● **Task details**: Each line of the data below that includes the string "UnitState" must be copied.
^^^^^^^^^^^^^^^^
use std::collections::BTreeMap;

use serde::{Deserialize, Serialize};
use serde_json::Value;
use utoipa::ToSchema;

#[derive(Debug, Clone, Copy, PartialEq, Eq, Serialize, Deserialize, ToSchema)]
#[serde(rename_all = "SCREAMING_SNAKE_CASE")]
pub enum UnitState {
    Installed,
    Resolved,
    Starting,
    Active,
    Stopping,
    Uninstalled,
}

#[derive(Debug, Clone, PartialEq, Eq, Serialize, Deserialize, ToSchema)]
#[serde(rename_all = "camelCase")]
pub struct UnitInfo {
    pub id: u64,
    pub symbolic_name: String,
    pub version: String,
    pub location: String,
    pub state: UnitState,
    pub start_level: i32,
    pub last_modified: i64,
}

#[derive(Debug, Clone, PartialEq, Serialize, Deserialize, ToSchema)]
#[serde(rename_all = "camelCase")]
pub struct NamespaceRecord {
    pub id: u64,
    pub resource: u64,
    pub namespace: String,
    pub directives: BTreeMap<String, String>,
    pub attributes: BTreeMap<String, String>,
}

#[derive(Debug, Clone, PartialEq, Serialize, Deserialize, ToSchema)]
#[serde(rename_all = "camelCase")]
pub struct UnitRevision {
    pub id: u64,
    pub unit: u64,
    pub symbolic_name: String,
    pub version: String,
    pub requirements: Vec<NamespaceRecord>,
    pub capabilities: Vec<NamespaceRecord>,
}

#[derive(Debug, Clone, Copy, PartialEq, Eq, Serialize, Deserialize, ToSchema)]
#[serde(rename_all = "SCREAMING_SNAKE_CASE")]
pub enum ResultStatus {
    Success,
    Error,
    /// The backing subsystem is not wired. Not an error.
    Skipped,
}

#[derive(Debug, Clone, PartialEq, Eq, Serialize, Deserialize, ToSchema)]
#[serde(rename_all = "camelCase")]
pub struct OpResult {
    pub status: ResultStatus,
    pub message: String,
}

impl OpResult {
    pub fn new(status: ResultStatus, message: impl Into<String>) -> Self {
        Self {
            status,
            message: message.into(),
        }
    }

    pub fn success(message: impl Into<String>) -> Self {
        Self::new(ResultStatus::Success, message)
    }

    pub fn error(message: impl Into<String>) -> Self {
        Self::new(ResultStatus::Error, message)
    }

    pub fn skipped(message: impl Into<String>) -> Self {
        Self::new(ResultStatus::Skipped, message)
    }
}

/// Listing whose availability depends on an optional subsystem.
#[derive(Debug, Clone, PartialEq, Serialize, Deserialize)]
#[serde(tag = "status", rename_all = "SCREAMING_SNAKE_CASE")]
pub enum Gated<T> {
    Success { value: T },
    Skipped { message: String },
}

impl<T> Gated<T> {
    pub fn value(self) -> Option<T> {
        match self {
            Gated::Success { value } => Some(value),
            Gated::Skipped { .. } => None,
        }
    }

    pub fn is_skipped(&self) -> bool {
        matches!(self, Gated::Skipped { .. })
    }
}

#[derive(Debug, Clone, Copy, PartialEq, Eq, Serialize, Deserialize, ToSchema)]
#[serde(rename_all = "SCREAMING_SNAKE_CASE")]
pub enum ComponentState {
    Unsatisfied,
    Satisfied,
    Active,
    Disabled,
    FailedActivation,
}

#[derive(Debug, Clone, PartialEq, Eq, Serialize, Deserialize, ToSchema)]
#[serde(rename_all = "camelCase")]
pub struct ComponentInfo {
    pub id: u64,
    pub name: String,
    pub unit_id: u64,
    pub state: ComponentState,
    pub implementation: String,
    pub service_interfaces: Vec<String>,
}

#[derive(Debug, Clone, Copy, PartialEq, Eq, Serialize, Deserialize, ToSchema)]
#[serde(rename_all = "camelCase")]
pub enum ConfigurationSource {
    Store,
    Metatype,
}

#[derive(Debug, Clone, PartialEq, Serialize, Deserialize, ToSchema)]
#[serde(rename_all = "camelCase")]
pub struct ConfigurationInfo {
    pub pid: String,
    #[serde(skip_serializing_if = "Option::is_none")]
    pub factory_pid: Option<String>,
    #[schema(value_type = Object)]
    pub properties: BTreeMap<String, Value>,
    pub source: ConfigurationSource,
}

#[derive(Debug, Clone, Copy, PartialEq, Eq, Serialize, Deserialize, ToSchema)]
#[serde(rename_all = "camelCase")]
pub enum PropertyKind {
    Framework,
    System,
}

#[derive(Debug, Clone, PartialEq, Eq, Serialize, Deserialize, ToSchema)]
#[serde(rename_all = "camelCase")]
pub struct PropertyInfo {
    pub name: String,
    pub value: String,
    pub kind: PropertyKind,
}

#[derive(Debug, Clone, PartialEq, Eq, Serialize, Deserialize, ToSchema)]
#[serde(rename_all = "camelCase")]
pub struct ServiceInfo {
    pub id: u64,
    pub unit_id: u64,
    pub interfaces: Vec<String>,
    pub properties: BTreeMap<String, String>,
    pub using_units: Vec<u64>,
}

#[derive(Debug, Clone, PartialEq, Eq, Serialize, Deserialize, ToSchema)]
#[serde(rename_all = "camelCase")]
pub struct ThreadInfo {
    pub id: u64,
    pub name: String,
    pub state: String,
    pub daemon: bool,
}

#[derive(Debug, Clone, Copy, PartialEq, Eq, Serialize, Deserialize, ToSchema)]
#[serde(rename_all = "SCREAMING_SNAKE_CASE")]
pub enum RoleType {
    User,
    Group,
    Role,
}

#[derive(Debug, Clone, PartialEq, Eq, Serialize, Deserialize, ToSchema)]
#[serde(rename_all = "camelCase")]
pub struct RoleInfo {
    pub name: String,
    #[serde(rename = "type")]
    pub role_type: RoleType,
    #[serde(default)]
    pub properties: BTreeMap<String, String>,
    #[serde(default)]
    pub credentials: BTreeMap<String, String>,
    #[serde(default)]
    pub basic_members: Vec<String>,
    #[serde(default)]
    pub required_members: Vec<String>,
}

impl RoleInfo {
    pub fn new(name: impl Into<String>, role_type: RoleType) -> Self {
        Self {
            name: name.into(),
            role_type,
            properties: BTreeMap::new(),
            credentials: BTreeMap::new(),
            basic_members: Vec::new(),
            required_members: Vec::new(),
        }
    }
}

#[derive(Debug, Clone, PartialEq, Eq, Serialize, Deserialize, ToSchema)]
#[serde(rename_all = "camelCase")]
pub struct HealthCheckInfo {
    pub name: String,
    pub tags: Vec<String>,
    pub service_id: u64,
}

#[derive(Debug, Clone, Copy, PartialEq, Eq, Serialize, Deserialize, ToSchema)]
#[serde(rename_all = "SCREAMING_SNAKE_CASE")]
pub enum HealthStatus {
    Ok,
    Warn,
    TemporarilyUnavailable,
    Critical,
    HealthCheckError,
}

#[derive(Debug, Clone, PartialEq, Eq, Serialize, Deserialize, ToSchema)]
#[serde(rename_all = "camelCase")]
pub struct HealthCheckResult {
    pub name: String,
    pub tags: Vec<String>,
    pub status: HealthStatus,
    pub message: String,
    pub elapsed_ms: u64,
}

#[derive(Debug, Clone, PartialEq, Eq, Serialize, Deserialize, ToSchema)]
#[serde(rename_all = "camelCase")]
pub struct HttpComponentInfo {
    pub name: String,
    pub kind: String,
    pub context_name: String,
    pub patterns: Vec<String>,
    pub service_id: u64,
}

#[derive(Debug, Clone, PartialEq, Eq, Serialize, Deserialize, ToSchema)]
#[serde(rename_all = "camelCase")]
pub struct LoggerContextInfo {
    pub name: String,
    #[serde(skip_serializing_if = "Option::is_none")]
    pub root_level: Option<String>,
    pub levels: BTreeMap<String, String>,
    /// Whether level changes survive a restart, which requires the
    /// configuration store.
    pub persisted: bool,
}

#[derive(Debug, Clone, Copy, PartialEq, Eq, Serialize, Deserialize, ToSchema)]
#[serde(rename_all = "SCREAMING_SNAKE_CASE")]
pub enum DeviceValueType {
    String,
    Integer,
    Long,
    Float,
    Boolean,
    Date,
    Time,
    Null,
}

#[derive(Debug, Clone, PartialEq, Eq, Serialize, Deserialize, ToSchema)]
#[serde(rename_all = "camelCase")]
pub struct DeviceNode {
    pub uri: String,
    #[serde(skip_serializing_if = "Option::is_none")]
    pub value: Option<String>,
    #[serde(skip_serializing_if = "Option::is_none")]
    pub value_type: Option<DeviceValueType>,
    #[serde(default)]
    pub children: Vec<DeviceNode>,
}

#[derive(Debug, Clone, Copy, PartialEq, Eq, Default, Serialize, Deserialize, ToSchema)]
#[serde(rename_all = "camelCase")]
pub struct MemoryInfo {
    pub uptime_ms: u64,
    pub max_memory: u64,
    pub free_memory: u64,
    pub total_memory: u64,
}

#[derive(Debug, Clone, PartialEq, Eq, Serialize, Deserialize, ToSchema)]
#[serde(rename_all = "camelCase")]
pub struct MemoryPoolUsage {
    pub name: String,
    pub used: u64,
    pub committed: u64,
    pub max: u64,
}

#[derive(Debug, Clone, PartialEq, Eq, Serialize, Deserialize, ToSchema)]
#[serde(rename_all = "camelCase")]
pub struct HeapUsage {
    pub used: u64,
    pub committed: u64,
    pub max: u64,
    pub pools: Vec<MemoryPoolUsage>,
}

#[derive(Debug, Clone, PartialEq, Eq, Serialize, Deserialize, ToSchema)]
#[serde(rename_all = "camelCase")]
pub struct HeapDump {
    pub location: String,
    pub size: u64,
    pub created_at: String,
}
^^^^^^^^^^^^^^^^
● **Finished task**:
pub enum UnitState {
    pub state: UnitState,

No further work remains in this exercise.